İÇTÜZÜĞÜN SİSTEME UYARLANMASI LAZIM
Yeni devirde Meclis İçtüzüğünün değiştirilmesi ve yeni siyasal sisteme uyarlanması konusuna ait görüşlerini de paylaşan Meclis Lideri Şentop, “Yeni sistemde Meclis’te İçtüzük’ün değişmesi ve yeni sisteme uyarlanması lazım. Doğal bunu söylediğimizde, bu değişikliğin İçtüzük’ün baştan sona farklı bir formda yazılması manasına gelmiyor.” dedi.

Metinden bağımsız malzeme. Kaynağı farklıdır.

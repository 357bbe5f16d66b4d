//! In-memory integration tests for task lifecycle operations.

use super::helpers::{Harness, admin, draft, harness, member};
use chrono::TimeDelta;
use eyre::{WrapErr, ensure};
use rstest::rstest;
use taskgate::auth::domain::Principal;
use taskgate::task::{
    domain::{TaskId, TaskPatch},
    ports::TaskRepository,
    services::TaskServiceError,
};

#[rstest]
#[tokio::test(flavor = "multi_thread")]
async fn ids_restart_each_day(harness: Harness, admin: Principal) -> eyre::Result<()> {
    let first = harness
        .service
        .create(draft("first", &["u-1"]), &admin)
        .await
        .wrap_err("create first task")?;
    let second = harness
        .service
        .create(draft("second", &["u-1"]), &admin)
        .await
        .wrap_err("create second task")?;
    harness.clock.advance(TimeDelta::days(1));
    let next_day = harness
        .service
        .create(draft("next day", &["u-1"]), &admin)
        .await
        .wrap_err("create next-day task")?;

    ensure!(first.id().as_str() == "260314001", "got {}", first.id());
    ensure!(second.id().as_str() == "260314002", "got {}", second.id());
    ensure!(next_day.id().as_str() == "260315001", "got {}", next_day.id());
    Ok(())
}

#[rstest]
#[tokio::test(flavor = "multi_thread")]
async fn members_only_see_their_own_tasks(harness: Harness, admin: Principal) -> eyre::Result<()> {
    let alice = member("alice");
    let bob = member("bob");
    let mine = harness
        .service
        .create(draft("alice's", &["someone-else"]), &alice)
        .await?;
    harness
        .service
        .create(draft("bob's", &["bob"]), &admin)
        .await?;

    ensure!(
        mine.assignee_ids().iter().map(|id| id.as_str()).eq(["alice"]),
        "non-admin creates must be self-assigned"
    );

    let visible = harness.service.fetch_all(&alice).await?;
    ensure!(visible.len() == 1, "alice saw {} tasks", visible.len());
    ensure!(harness.service.fetch_all(&admin).await?.len() == 2);

    let denied = harness.service.fetch_by_id(mine.id(), &bob).await;
    ensure!(
        matches!(denied, Err(TaskServiceError::AccessDenied)),
        "bob must not read alice's task: {denied:?}"
    );
    Ok(())
}

#[rstest]
#[tokio::test(flavor = "multi_thread")]
async fn empty_store_reports_not_found(harness: Harness, admin: Principal) {
    let result = harness.service.fetch_all(&admin).await;
    assert!(matches!(result, Err(TaskServiceError::NotFound)));
}

#[rstest]
#[tokio::test(flavor = "multi_thread")]
async fn update_then_delete_round_trip(harness: Harness, admin: Principal) -> eyre::Result<()> {
    let assignee = member("carol");
    let created = harness
        .service
        .create(draft("draft plan", &["carol"]), &admin)
        .await?;

    let patch = TaskPatch {
        status: Some("done".to_owned()),
        ..TaskPatch::default()
    };
    let updated = harness
        .service
        .update(created.id(), patch, &assignee)
        .await
        .wrap_err("assignee updates status")?;
    ensure!(updated.status().as_str() == "done");
    ensure!(updated.title() == "draft plan");

    let stored = harness
        .repository
        .find_by_id(created.id())
        .await?
        .ok_or_else(|| eyre::eyre!("task vanished after update"))?;
    ensure!(stored == updated, "stored task differs from returned task");

    harness.service.delete(created.id(), &admin).await?;
    let gone = harness.service.fetch_by_id(created.id(), &admin).await;
    ensure!(matches!(gone, Err(TaskServiceError::NotFound)));
    Ok(())
}

#[rstest]
#[tokio::test(flavor = "multi_thread")]
async fn invalid_update_leaves_task_untouched(
    harness: Harness,
    admin: Principal,
) -> eyre::Result<()> {
    let created = harness
        .service
        .create(draft("keep me", &["dave"]), &admin)
        .await?;
    let patch = TaskPatch {
        assignee_ids: Some(Vec::new()),
        ..TaskPatch::default()
    };

    let result = harness.service.update(created.id(), patch, &admin).await;
    ensure!(matches!(result, Err(TaskServiceError::InvalidTask(_))));

    let stored = harness.service.fetch_by_id(created.id(), &admin).await?;
    ensure!(stored == created, "rejected update must not be stored");
    Ok(())
}

#[rstest]
#[tokio::test(flavor = "multi_thread")]
async fn unknown_ids_are_not_found(harness: Harness, admin: Principal) {
    let id = TaskId::new("260314999");
    let fetched = harness.service.fetch_by_id(&id, &admin).await;
    let deleted = harness.service.delete(&id, &admin).await;
    assert!(matches!(fetched, Err(TaskServiceError::NotFound)));
    assert!(matches!(deleted, Err(TaskServiceError::NotFound)));
}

TBMM Lideri Şentop kelamlarını şöyle tamamladı:
“Bizim ihtisas kurulları denilen kurullarımız fakat Meclis Başkanlığı tarafından kendilerine bir kanun teklifi metni havale edildikten sonra çalışmaya başlarlar ve bu çalışma, önlerinde bulunan teklif üzerinde sürdürülen bir çalışmadır. Bu sebeple komitelerin önlerine gelen teklifleri daha derinlemesine kıymetlendirecek, daha evvel yürütmenin yapmış olduğu biçimiyle ilgili kesitlerin görüşlerini almak üzere, tesir tahlili yapmak üzere, bahsin başka kanunlarla alakasını kıymetlendirmek üzere, yapılacak düzenleme sonuçlarının ne olacağına dair değerlendirmeler yapmak üzere birçok konunun, tabiri caizse bir mutfak çalışmasının kurulda gerçekleştirilmesi lazım. Bunun için Meclis’teki kurulların çalışma formüllerinden, çalışma mühletlerine tekrar çalışma kapasitelerine kadar birçok mevzunun İçtüzük’te kıymetlendirilmesi ve yasama mutfağının komitelerde olacak biçimde bir düzenlemenin yapılması gerekir. Bu hem komiteleri etkin kılacak hem milletvekillerimizin çalışma imkanlarını arttıracaktır. Bunun üzere öteki kimi konularda da yapılacak değişikliklerle yeni sisteme uygun bir İçtüzük’ün parlamentonun çalışma imkanlarını ve performansını arttıracağını düşünüyorum. Daha evvel parlamenter sisteme nazaran hazırlanmış hatta iki meclisli parlamenter sisteme nazaran hazırlanmış bir İçtüzük var elimizde, 1973 tarihli. Bizim yeni sisteme nazaran bir İçtüzük hazırlamamız gerekir. Bu, Meclis’in çalışmalarını daha güçlü kılacak, tesir ve hız kazandıracaktır.”